--- SOURCE MATERIAL Enclosed Below ---

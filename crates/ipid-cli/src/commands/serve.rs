use axum::extract::{DefaultBodyLimit, Multipart, State};
use axum::http::StatusCode;
use axum::response::{IntoResponse, Response};
use axum::routing::{get, post};
use axum::{Json, Router};
use ipid_core::anchors::AnchorTable;
use ipid_core::error::IpidError;
use ipid_core::extraction::pdftotext::PdftotextExtractor;
use ipid_core::extraction::PdfExtractor;
use ipid_core::ParseOptions;
use serde::Serialize;
use std::sync::Arc;

use crate::commands::{load_table, parse_options};
use crate::PipelineArgs;

/// Upload limit, with some headroom for multipart overhead.
const MAX_UPLOAD_BYTES: usize = 55 * 1024 * 1024;

pub struct AppState {
    pub table: AnchorTable,
    pub extractor: Arc<dyn PdfExtractor>,
    pub options: ParseOptions,
}

#[derive(Serialize)]
struct ErrorResponse {
    error: String,
}

fn error_response(status: StatusCode, error: impl Into<String>) -> Response {
    (
        status,
        Json(ErrorResponse {
            error: error.into(),
        }),
    )
        .into_response()
}

pub fn run(host: &str, port: u16, pipeline: &PipelineArgs) -> Result<(), IpidError> {
    let table = load_table(pipeline)?;
    let options = parse_options(pipeline);
    let extractor = PdftotextExtractor::new().with_geometry(options.use_geometry);
    if !PdftotextExtractor::is_available() {
        tracing::warn!("pdftotext not found in PATH; every upload will fail");
    }

    let state = Arc::new(AppState {
        table,
        extractor: Arc::new(extractor),
        options,
    });
    let addr = format!("{host}:{port}");

    let runtime = tokio::runtime::Builder::new_multi_thread()
        .enable_all()
        .build()?;
    runtime.block_on(async move {
        let listener = tokio::net::TcpListener::bind(&addr).await?;
        tracing::info!(addr = %addr, "IPID server listening");
        axum::serve(listener, router(state)).await?;
        Ok::<(), IpidError>(())
    })
}

pub fn router(state: Arc<AppState>) -> Router {
    Router::new()
        .route("/file", post(upload_file))
        .route("/health", get(|| async { "ok" }))
        .layer(DefaultBodyLimit::max(MAX_UPLOAD_BYTES))
        .with_state(state)
}

async fn upload_file(State(state): State<Arc<AppState>>, mut multipart: Multipart) -> Response {
    let mut upload: Option<(String, Vec<u8>)> = None;

    loop {
        let field = match multipart.next_field().await {
            Ok(Some(field)) => field,
            Ok(None) => break,
            Err(e) => {
                tracing::warn!("malformed multipart body: {e}");
                return error_response(StatusCode::BAD_REQUEST, "Malformed multipart body.");
            }
        };
        if field.name() != Some("file") {
            continue;
        }
        let filename = field.file_name().unwrap_or("document.pdf").to_string();
        match field.bytes().await {
            Ok(bytes) => upload = Some((filename, bytes.to_vec())),
            Err(e) => {
                tracing::warn!("failed to read upload bytes: {e}");
                return error_response(StatusCode::BAD_REQUEST, "Failed to read file data.");
            }
        }
    }

    let Some((filename, bytes)) = upload else {
        return error_response(StatusCode::BAD_REQUEST, "No file provided.");
    };
    tracing::info!(file = %filename, bytes = bytes.len(), "parsing upload");

    let worker_state = Arc::clone(&state);
    let parsed = tokio::task::spawn_blocking(move || {
        ipid_core::parse_pdf(
            &bytes,
            worker_state.extractor.as_ref(),
            &worker_state.table,
            &worker_state.options,
        )
    })
    .await;

    match parsed {
        Ok(Ok(doc)) => Json(doc).into_response(),
        Ok(Err(e)) if e.is_provider_error() => {
            tracing::warn!(file = %filename, "extraction failed: {e}");
            error_response(StatusCode::UNPROCESSABLE_ENTITY, e.to_string())
        }
        Ok(Err(e)) => {
            tracing::error!(file = %filename, "parse failed: {e}");
            error_response(StatusCode::INTERNAL_SERVER_ERROR, e.to_string())
        }
        Err(e) => {
            tracing::error!(file = %filename, "parse task panicked: {e}");
            error_response(StatusCode::INTERNAL_SERVER_ERROR, "Parse task failed.")
        }
    }
}

#[cfg(test)]
mod tests {
    use super::*;
    use axum::body::Body;
    use axum::http::Request;
    use http_body_util::BodyExt;
    use ipid_core::anchors::builtin::load_builtin;
    use ipid_core::extraction::PageContent;
    use tower::ServiceExt;

    const BOUNDARY: &str = "ipid-test-boundary";

    /// Accepts anything starting with `%PDF-` and returns a fixed page.
    struct StubExtractor;

    impl PdfExtractor for StubExtractor {
        fn extract_pages(&self, pdf_bytes: &[u8]) -> Result<Vec<PageContent>, IpidError> {
            if !pdf_bytes.starts_with(b"%PDF-") {
                return Err(IpidError::NotAPdf);
            }
            Ok(vec![PageContent::from_text(
                1,
                "Où suis-je couvert ?\nEn France\nQuelles sont mes obligations ?\nPayer\n",
            )])
        }

        fn backend_name(&self) -> &str {
            "stub"
        }
    }

    fn app() -> Router {
        router(Arc::new(AppState {
            table: load_builtin().unwrap(),
            extractor: Arc::new(StubExtractor),
            options: ParseOptions::default(),
        }))
    }

    fn upload(field: &str, content: &[u8]) -> Request<Body> {
        let mut body = format!(
            "--{BOUNDARY}\r\nContent-Disposition: form-data; name=\"{field}\"; filename=\"ipid.pdf\"\r\nContent-Type: application/pdf\r\n\r\n"
        )
        .into_bytes();
        body.extend_from_slice(content);
        body.extend_from_slice(format!("\r\n--{BOUNDARY}--\r\n").as_bytes());

        Request::builder()
            .method("POST")
            .uri("/file")
            .header(
                "content-type",
                format!("multipart/form-data; boundary={BOUNDARY}"),
            )
            .body(Body::from(body))
            .unwrap()
    }

    async fn body_json(response: Response) -> serde_json::Value {
        let bytes = response.into_body().collect().await.unwrap().to_bytes();
        serde_json::from_slice(&bytes).unwrap()
    }

    #[tokio::test]
    async fn test_health_is_ok() {
        let req = Request::builder().uri("/health").body(Body::empty()).unwrap();
        let response = app().oneshot(req).await.unwrap();
        assert_eq!(response.status(), StatusCode::OK);
    }

    #[tokio::test]
    async fn test_upload_returns_document() {
        let response = app().oneshot(upload("file", b"%PDF-1.7 stub")).await.unwrap();
        assert_eq!(response.status(), StatusCode::OK);

        let json = body_json(response).await;
        assert_eq!(json["applicability"]["localization"], "En France");
        assert_eq!(json["applicability"]["obligations"], "Payer");
        assert_eq!(json["insurer"]["siren"], serde_json::json!([]));
    }

    #[tokio::test]
    async fn test_non_pdf_upload_is_rejected() {
        let response = app().oneshot(upload("file", b"hello")).await.unwrap();
        assert_eq!(response.status(), StatusCode::UNPROCESSABLE_ENTITY);
        assert!(body_json(response).await["error"].is_string());
    }

    #[tokio::test]
    async fn test_missing_file_field_is_bad_request() {
        let response = app().oneshot(upload("other", b"%PDF-1.7")).await.unwrap();
        assert_eq!(response.status(), StatusCode::BAD_REQUEST);
    }
}
//! Stage detection: which phase of the playbook the call is currently in.
//!
//! Content-based inference with two safety nets: hysteresis toward the
//! previous stage on low confidence, and a deterministic time-based
//! fallback when inference fails entirely. The detector must never flap
//! between stages on a noisy window.

use std::sync::Arc;

use serde::{Deserialize, Serialize};

use crate::llm::{parse_json_response, ChatModel, ChatOptions};
use crate::playbook::StageDefinition;

/// Below this many transcript characters, content inference is pointless.
const MIN_CONTEXT_CHARS: usize = 100;

/// Inference results under this confidence do not move the stage.
const MIN_CONFIDENCE: f64 = 0.6;

/// Grace period after a stage's expected end before it counts as very late.
const LATE_GRACE_SECS: u64 = 120;

#[derive(Deserialize)]
struct StageReply {
    #[serde(default)]
    stage_id: String,
    #[serde(default)]
    confidence: f64,
}

pub struct StageDetector {
    model: Arc<dyn ChatModel>,
}

impl StageDetector {
    pub fn new(model: Arc<dyn ChatModel>) -> Self {
        Self { model }
    }

    /// Detect the current stage id.
    ///
    /// Always returns a stage id from `stages` (empty string only when
    /// `stages` itself is empty).
    pub async fn detect(
        &self,
        transcript: &str,
        stages: &[StageDefinition],
        elapsed_secs: u64,
        previous_stage_id: Option<&str>,
        language: &str,
    ) -> String {
        let Some(first) = stages.first() else {
            return String::new();
        };

        // Too little context to infer from; stay where we are.
        if transcript.trim().chars().count() < MIN_CONTEXT_CHARS {
            return previous_stage_id.unwrap_or(&first.id).to_string();
        }

        match self
            .infer(transcript, stages, elapsed_secs, language)
            .await
        {
            Some((stage_id, confidence)) => {
                if confidence >= MIN_CONFIDENCE {
                    return stage_id;
                }
                if let Some(previous) = previous_stage_id {
                    tracing::debug!(
                        candidate = %stage_id,
                        confidence,
                        "Low-confidence stage detection, keeping previous stage"
                    );
                    return previous.to_string();
                }
                time_based_fallback(stages, elapsed_secs)
            }
            None => {
                tracing::warn!(elapsed_secs, "Stage inference failed, using time-based fallback");
                time_based_fallback(stages, elapsed_secs)
            }
        }
    }

    /// One inference round. Returns `(stage_id, confidence)`; an id the
    /// playbook does not know maps to the first stage at 0.5 confidence.
    async fn infer(
        &self,
        transcript: &str,
        stages: &[StageDefinition],
        elapsed_secs: u64,
        language: &str,
    ) -> Option<(String, f64)> {
        let stage_descs: Vec<String> = stages
            .iter()
            .enumerate()
            .map(|(i, stage)| {
                let mut items_text: String = stage
                    .items
                    .iter()
                    .take(3)
                    .map(|it| format!("- {}", it.content))
                    .collect::<Vec<_>>()
                    .join("\n");
                if stage.items.len() > 3 {
                    items_text.push_str(&format!("\n- ...and {} more", stage.items.len() - 3));
                }
                let t0 = stage.start_offset_secs / 60;
                let t1 = (stage.start_offset_secs + stage.duration_secs) / 60;
                format!(
                    "{}. **{}** (recommended: {}-{} min)\n   {}",
                    i + 1,
                    stage.name,
                    t0,
                    t1,
                    items_text
                )
            })
            .collect();

        let prompt = format!(
            "Analyzing a sales call (language: {language}) to determine the current stage.\n\n\
             Elapsed: {}m {}s (reference only)\n\n\
             Recent conversation:\n{transcript}\n\n\
             Stages:\n{}\n\n\
             Based on CONTENT (not just time), which stage? Be confident, avoid jitter.\n\n\
             Return JSON: {{\"stage_id\": \"...\", \"confidence\": 0.0-1.0, \"reasoning\": \"...\"}}\n",
            elapsed_secs / 60,
            elapsed_secs % 60,
            stage_descs.join("\n"),
        );

        let raw = self
            .model
            .complete(
                &prompt,
                ChatOptions {
                    temperature: 0.2,
                    max_tokens: 200,
                },
            )
            .await
            .ok()?;

        let reply: StageReply = parse_json_response(&raw)?;
        if !stages.iter().any(|s| s.id == reply.stage_id) {
            return Some((stages[0].id.clone(), 0.5));
        }
        Some((reply.stage_id, reply.confidence))
    }
}

/// Latest stage whose expected start offset has already passed.
fn time_based_fallback(stages: &[StageDefinition], elapsed_secs: u64) -> String {
    stages
        .iter()
        .rev()
        .find(|s| elapsed_secs >= s.start_offset_secs)
        .or_else(|| stages.first())
        .map(|s| s.id.clone())
        .unwrap_or_default()
}

// ── Timing status ─────────────────────────────────────────────────

#[derive(Debug, Clone, Copy, PartialEq, Eq, Serialize, Deserialize)]
#[serde(rename_all = "snake_case")]
pub enum TimingState {
    NotStarted,
    OnTime,
    SlightlyLate,
    VeryLate,
    Unknown,
}

#[derive(Debug, Clone, Serialize)]
pub struct TimingStatus {
    pub state: TimingState,
    pub message: String,
}

/// Where the call is relative to a stage's expected time window.
pub fn timing_status(stage_id: &str, elapsed_secs: u64, stages: &[StageDefinition]) -> TimingStatus {
    let Some(stage) = stages.iter().find(|s| s.id == stage_id) else {
        return TimingStatus {
            state: TimingState::Unknown,
            message: "Stage not found".to_string(),
        };
    };

    let start = stage.start_offset_secs;
    let end = start + stage.duration_secs;

    if elapsed_secs < start {
        TimingStatus {
            state: TimingState::NotStarted,
            message: format!("Starts in {} min", (start - elapsed_secs) / 60),
        }
    } else if elapsed_secs <= end {
        TimingStatus {
            state: TimingState::OnTime,
            message: "On track".to_string(),
        }
    } else if elapsed_secs <= end + LATE_GRACE_SECS {
        TimingStatus {
            state: TimingState::SlightlyLate,
            message: "Slightly behind".to_string(),
        }
    } else {
        TimingStatus {
            state: TimingState::VeryLate,
            message: format!("{} min behind", (elapsed_secs - end) / 60),
        }
    }
}

// ── Tests ─────────────────────────────────────────────────────────

#[cfg(test)]
mod tests {
    use super::*;
    use crate::llm::testing::{FailingModel, ScriptedModel};
    use crate::playbook::default_stages;

    const LONG_TRANSCRIPT: &str = "So tell me about your child, what grade are they in \
        right now and what do they enjoy doing after school? We want to understand their \
        interests before the assessment.";

    fn detector(replies: &[&str]) -> StageDetector {
        StageDetector::new(Arc::new(ScriptedModel::new(replies)))
    }

    #[tokio::test]
    async fn empty_stages_yield_empty_id() {
        let d = detector(&[]);
        assert_eq!(d.detect("anything", &[], 100, None, "en").await, "");
    }

    #[tokio::test]
    async fn short_transcript_prefers_previous_stage() {
        let stages = default_stages();
        let d = detector(&[]);
        let id = d.detect("hello", &stages, 700, Some("profiling"), "en").await;
        assert_eq!(id, "profiling");
        // Without a previous stage, the first stage wins regardless of elapsed time
        let d = detector(&[]);
        let id = d.detect("hello", &stages, 700, None, "en").await;
        assert_eq!(id, "greeting");
    }

    #[tokio::test]
    async fn confident_detection_is_accepted() {
        let stages = default_stages();
        let d = detector(&[r#"{"stage_id": "diagnostic", "confidence": 0.85}"#]);
        let id = d.detect(LONG_TRANSCRIPT, &stages, 300, Some("profiling"), "en").await;
        assert_eq!(id, "diagnostic");
    }

    #[tokio::test]
    async fn low_confidence_keeps_previous_stage() {
        let stages = default_stages();
        let d = detector(&[r#"{"stage_id": "negotiation", "confidence": 0.4}"#]);
        let id = d.detect(LONG_TRANSCRIPT, &stages, 300, Some("profiling"), "en").await;
        assert_eq!(id, "profiling");
    }

    #[tokio::test]
    async fn low_confidence_without_previous_uses_time_fallback() {
        let stages = default_stages();
        let d = detector(&[r#"{"stage_id": "negotiation", "confidence": 0.4}"#]);
        // 200s elapsed: profiling starts at 180s
        let id = d.detect(LONG_TRANSCRIPT, &stages, 200, None, "en").await;
        assert_eq!(id, "profiling");
    }

    #[tokio::test]
    async fn unknown_stage_id_maps_to_first_at_half_confidence() {
        let stages = default_stages();
        // 0.5 is below threshold, previous stage wins
        let d = detector(&[r#"{"stage_id": "made_up", "confidence": 0.99}"#]);
        let id = d.detect(LONG_TRANSCRIPT, &stages, 300, Some("profiling"), "en").await;
        assert_eq!(id, "profiling");
    }

    #[tokio::test]
    async fn inference_failure_uses_time_fallback() {
        let stages = default_stages();
        let d = StageDetector::new(Arc::new(FailingModel));
        assert_eq!(d.detect(LONG_TRANSCRIPT, &stages, 200, Some("greeting"), "en").await, "profiling");
        assert_eq!(d.detect(LONG_TRANSCRIPT, &stages, 0, None, "en").await, "greeting");
        assert_eq!(d.detect(LONG_TRANSCRIPT, &stages, 5_000, None, "en").await, "negotiation");
    }

    #[tokio::test]
    async fn unparseable_reply_uses_time_fallback() {
        let stages = default_stages();
        let d = detector(&["I think they are probably negotiating now"]);
        let id = d.detect(LONG_TRANSCRIPT, &stages, 650, Some("profiling"), "en").await;
        assert_eq!(id, "diagnostic");
    }

    #[test]
    fn timing_states() {
        let stages = default_stages();

        // profiling: 180..600
        assert_eq!(timing_status("profiling", 60, &stages).state, TimingState::NotStarted);
        assert_eq!(timing_status("profiling", 180, &stages).state, TimingState::OnTime);
        assert_eq!(timing_status("profiling", 600, &stages).state, TimingState::OnTime);
        assert_eq!(timing_status("profiling", 601, &stages).state, TimingState::SlightlyLate);
        assert_eq!(timing_status("profiling", 720, &stages).state, TimingState::SlightlyLate);
        assert_eq!(timing_status("profiling", 721, &stages).state, TimingState::VeryLate);
        assert_eq!(timing_status("missing", 0, &stages).state, TimingState::Unknown);
    }

    #[test]
    fn very_late_message_counts_minutes() {
        let stages = default_stages();
        let status = timing_status("greeting", 180 + 300, &stages);
        assert_eq!(status.state, TimingState::VeryLate);
        assert_eq!(status.message, "5 min behind");
    }
}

--- End of Enclosed SOURCE MATERIAL ---

== WORK REQUIRED ==
Restate verbatim the first line above and all lines after it through the line containing "use ipid_core::anchors::AnchorTable;"; omit the rest.

== EXERCISE RESPONSE ==
filename crates/ipid-cli/src/commands/serve.rs
use axum::extract::{DefaultBodyLimit, Multipart, State};
use axum::http::StatusCode;
use axum::response::{IntoResponse, Response};
use axum::routing::{get, post};
use axum::{Json, Router};
use ipid_core::anchors::AnchorTable;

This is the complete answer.